In her 2011 book, Lesley Hall charts the life of the “feminist and free spirit” Stella Browne: an early twentieth century radical feminist and abortion rights campaigner. Hall first encountered Browne when researching the Abortion Law Reform Association, looking through archives and collections at the British Library and elsewhere. But to piece together the story of Stella, Hall uses material from including pamphlets, letters, first hand accounts, and other writings, drawn from libraries and collections from across Europe, North America, and Australia. As someone who has written extensively on the history of women’s sexuality, specifically in Britain, Hall is certainly well placed to present this work, and weaves the story a woman’s life who was heavily involved in abortion and birth control reform.
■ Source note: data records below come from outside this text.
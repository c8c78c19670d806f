use clap::{Parser, Subcommand, ValueEnum};
use std::path::PathBuf;

#[derive(Parser, Debug)]
#[command(name = "jurist")]
#[command(version)]
#[command(about = "Ask questions about a country's constitution, answered by a language model", long_about = None)]
pub struct Cli {
    /// Jurisdiction to start with (defaults to the first configured one)
    #[arg(short, long, env = "JURIST_JURISDICTION")]
    pub jurisdiction: Option<String>,

    /// Path to configuration file
    #[arg(short, long)]
    pub config: Option<PathBuf>,

    /// Directory containing the constitution text files
    #[arg(short, long)]
    pub data_dir: Option<PathBuf>,

    /// Model to ask (overrides responder.model)
    #[arg(short, long)]
    pub model: Option<String>,

    /// Verbose output
    #[arg(short, long)]
    pub verbose: bool,

    /// Non-interactive prompt to execute
    #[arg(short, long)]
    pub prompt: Option<String>,

    /// Output format for non-interactive mode
    #[arg(long, value_enum, default_value_t = OutputFormat::Text, requires = "prompt")]
    pub output_format: OutputFormat,

    #[command(subcommand)]
    pub command: Option<Commands>,
}

#[derive(Subcommand, Debug)]
pub enum Commands {
    /// Initialize configuration and the data directory
    Init,
    /// List supported jurisdictions
    List,
    /// Start a chat session (default)
    Chat,
    /// Show version information
    Version,
    /// Check constitution files and the model endpoint
    Status,
}

#[derive(Debug, Clone, Copy, ValueEnum)]
pub enum OutputFormat {
    /// Plain text output
    Text,
    /// JSON structured output
    Json,
    /// Markdown formatted output
    Markdown,
}
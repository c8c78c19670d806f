/// Jurisdiction registry and constitution sources - Gateway

mod documents;
mod registry;

pub use documents::{DataFileIssue, DocumentSource, FileDocumentSource, InMemoryDocumentSource};
pub use registry::{Jurisdiction, JurisdictionRegistry};
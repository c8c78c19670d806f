use anyhow::{Context as _, Result};
use async_trait::async_trait;
use reqwest::Client;
use serde::Deserialize;
use serde_json::{json, Value};
use std::time::Duration;

use super::traits::Responder;
use super::types::{ChatMessage, MessageRole};
use crate::app::ResponderSettings;
use crate::constants::HEALTH_CHECK_TIMEOUT_SECS;

/// Responder backed by any OpenAI-compatible chat-completions endpoint
pub struct ChatCompletionsResponder {
    client: Client,
    base_url: String,
    model_name: String,
    api_key: Option<String>,
    temperature: f32,
    max_tokens: usize,
}

impl ChatCompletionsResponder {
    /// Create a responder; the API key is read from the configured env var, if set
    pub fn new(settings: &ResponderSettings) -> Result<Self> {
        let api_key = std::env::var(&settings.api_key_env).ok();

        Ok(Self {
            client: Client::builder()
                .timeout(Duration::from_secs(settings.timeout_secs))
                .build()
                .context("Failed to build HTTP client")?,
            base_url: settings.base_url.trim_end_matches('/').to_string(),
            model_name: settings.model.clone(),
            api_key,
            temperature: settings.temperature,
            max_tokens: settings.max_tokens,
        })
    }

    fn request_body(&self, prompt: &str, history: &[ChatMessage]) -> Value {
        json!({
            "model": self.model_name,
            "messages": build_messages(prompt, history),
            "temperature": self.temperature,
            "max_tokens": self.max_tokens,
            "stream": false,
        })
    }

    fn authorize(&self, request: reqwest::RequestBuilder) -> reqwest::RequestBuilder {
        match &self.api_key {
            Some(key) => request.bearer_auth(key),
            None => request,
        }
    }
}

/// Convert the history to the wire format, making sure it ends with the prompt
fn build_messages(prompt: &str, history: &[ChatMessage]) -> Vec<Value> {
    let mut messages: Vec<Value> = history
        .iter()
        .map(|msg| {
            json!({
                "role": msg.role().as_str(),
                "content": msg.content(),
            })
        })
        .collect();

    let ends_with_prompt = history
        .last()
        .map(|m| m.role() == MessageRole::User && m.content() == prompt)
        .unwrap_or(false);
    if !ends_with_prompt {
        messages.push(json!({ "role": "user", "content": prompt }));
    }

    messages
}

#[async_trait]
impl Responder for ChatCompletionsResponder {
    async fn respond(
        &self,
        prompt: &str,
        jurisdiction_id: &str,
        history: &[ChatMessage],
    ) -> Result<String> {
        let url = format!("{}/v1/chat/completions", self.base_url);
        tracing::debug!(
            model = %self.model_name,
            jurisdiction = jurisdiction_id,
            messages = history.len(),
            "sending chat completion request"
        );

        let response = self
            .authorize(self.client.post(&url).json(&self.request_body(prompt, history)))
            .send()
            .await
            .with_context(|| format!("Failed to connect to the model endpoint at {}", self.base_url))?;

        if !response.status().is_success() {
            let status = response.status();
            let error_text = response.text().await.unwrap_or_default();
            anyhow::bail!("Model endpoint returned {}: {}", status, error_text);
        }

        let completion: ChatCompletionResponse = response
            .json()
            .await
            .context("Failed to parse chat completion response")?;

        if let Some(usage) = &completion.usage {
            tracing::debug!(
                prompt_tokens = usage.prompt_tokens,
                completion_tokens = usage.completion_tokens,
                total_tokens = usage.total_tokens,
                "chat completion usage"
            );
        }

        completion
            .choices
            .into_iter()
            .next()
            .and_then(|choice| choice.message.content)
            .context("Model endpoint returned no choices")
    }

    fn name(&self) -> &str {
        &self.model_name
    }

    async fn validate_connection(&self) -> Result<bool> {
        let health_client = Client::builder()
            .timeout(Duration::from_secs(HEALTH_CHECK_TIMEOUT_SECS))
            .build()?;

        let health_url = format!("{}/health", self.base_url);
        if let Ok(response) = self.authorize(health_client.get(&health_url)).send().await {
            if response.status().is_success() {
                return Ok(true);
            }
        }

        // Not every endpoint exposes /health; fall back to the models listing
        let models_url = format!("{}/v1/models", self.base_url);
        match self.authorize(health_client.get(&models_url)).send().await {
            Ok(response) => Ok(response.status().is_success()),
            Err(_) => Ok(false),
        }
    }
}

// Response structures (OpenAI format)

#[derive(Debug, Deserialize)]
struct ChatCompletionResponse {
    choices: Vec<Choice>,
    usage: Option<Usage>,
}

#[derive(Debug, Deserialize)]
struct Choice {
    message: Message,
}

#[derive(Debug, Deserialize)]
struct Message {
    content: Option<String>,
}

#[derive(Debug, Deserialize)]
struct Usage {
    prompt_tokens: usize,
    completion_tokens: usize,
    total_tokens: usize,
}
The book is divided into eleven separate essays, each covering a period of Browne’s life. The chapters range from her birth as a British national in Canada, through her Communist associations and activist endeavours, through to her death and the legacy she left behind. Browne was a woman who lived a life considered “extreme” by the standards of her time. She did not marry and took several lovers in her life. She spoke openly about women’s sexuality (including female masturbation, a taboo then and sometimes now!) as well as the need for birth control and abortion as part of women’s health. She cared deeply about “the primacy of female sexual fulfilment” (pp. 272) at a time when the rhetoric around birth control was firmly situated in eugenics. Although we can now look back at her stances and passion for her causes to call them admirable, she was not admired in her time by many. It was said of Browne that she was “a very difficult type and moderately mad” (pp. 204)!
Some of the information Hall provides is merely pieced together, which does not exactly lead to a seamless story at face value. She herself admits that it took her years to accumulate enough material for a biography because of Browne’s “extremely scattered legacy” (vii). However, she stays honest throughout about what she doesn’t know, what she does not understand, and what her opinions are as she is telling the story. She is a biographer full of admiration for her subject, which as a reader, I found transferred to me.
Many readers may find the book to be reminiscent of some feminist blogs today – both personal and political, easy to read and easy to find yourself in the narrative. The writing style of the book is relaxed but full of information, and so is a good starting point for students and young historians. But whatever the style, the story remains important – Stella was a women who helped to create and change the landscape of women’s lives and sexuality today.
Another reason that this book is refreshing because there are not many biographies of the lives of women like Stella. Most of the books we see in the biography sections of bookstores and libraries about people from the early twentieth century are about men. Women’s lives and actions have not been documented as thoroughly, lovingly, and painstakingly through history, but this book is a step in the right direction to start to piece together histories of women, especially women who blazed a trail that still affects our lives in Britain today.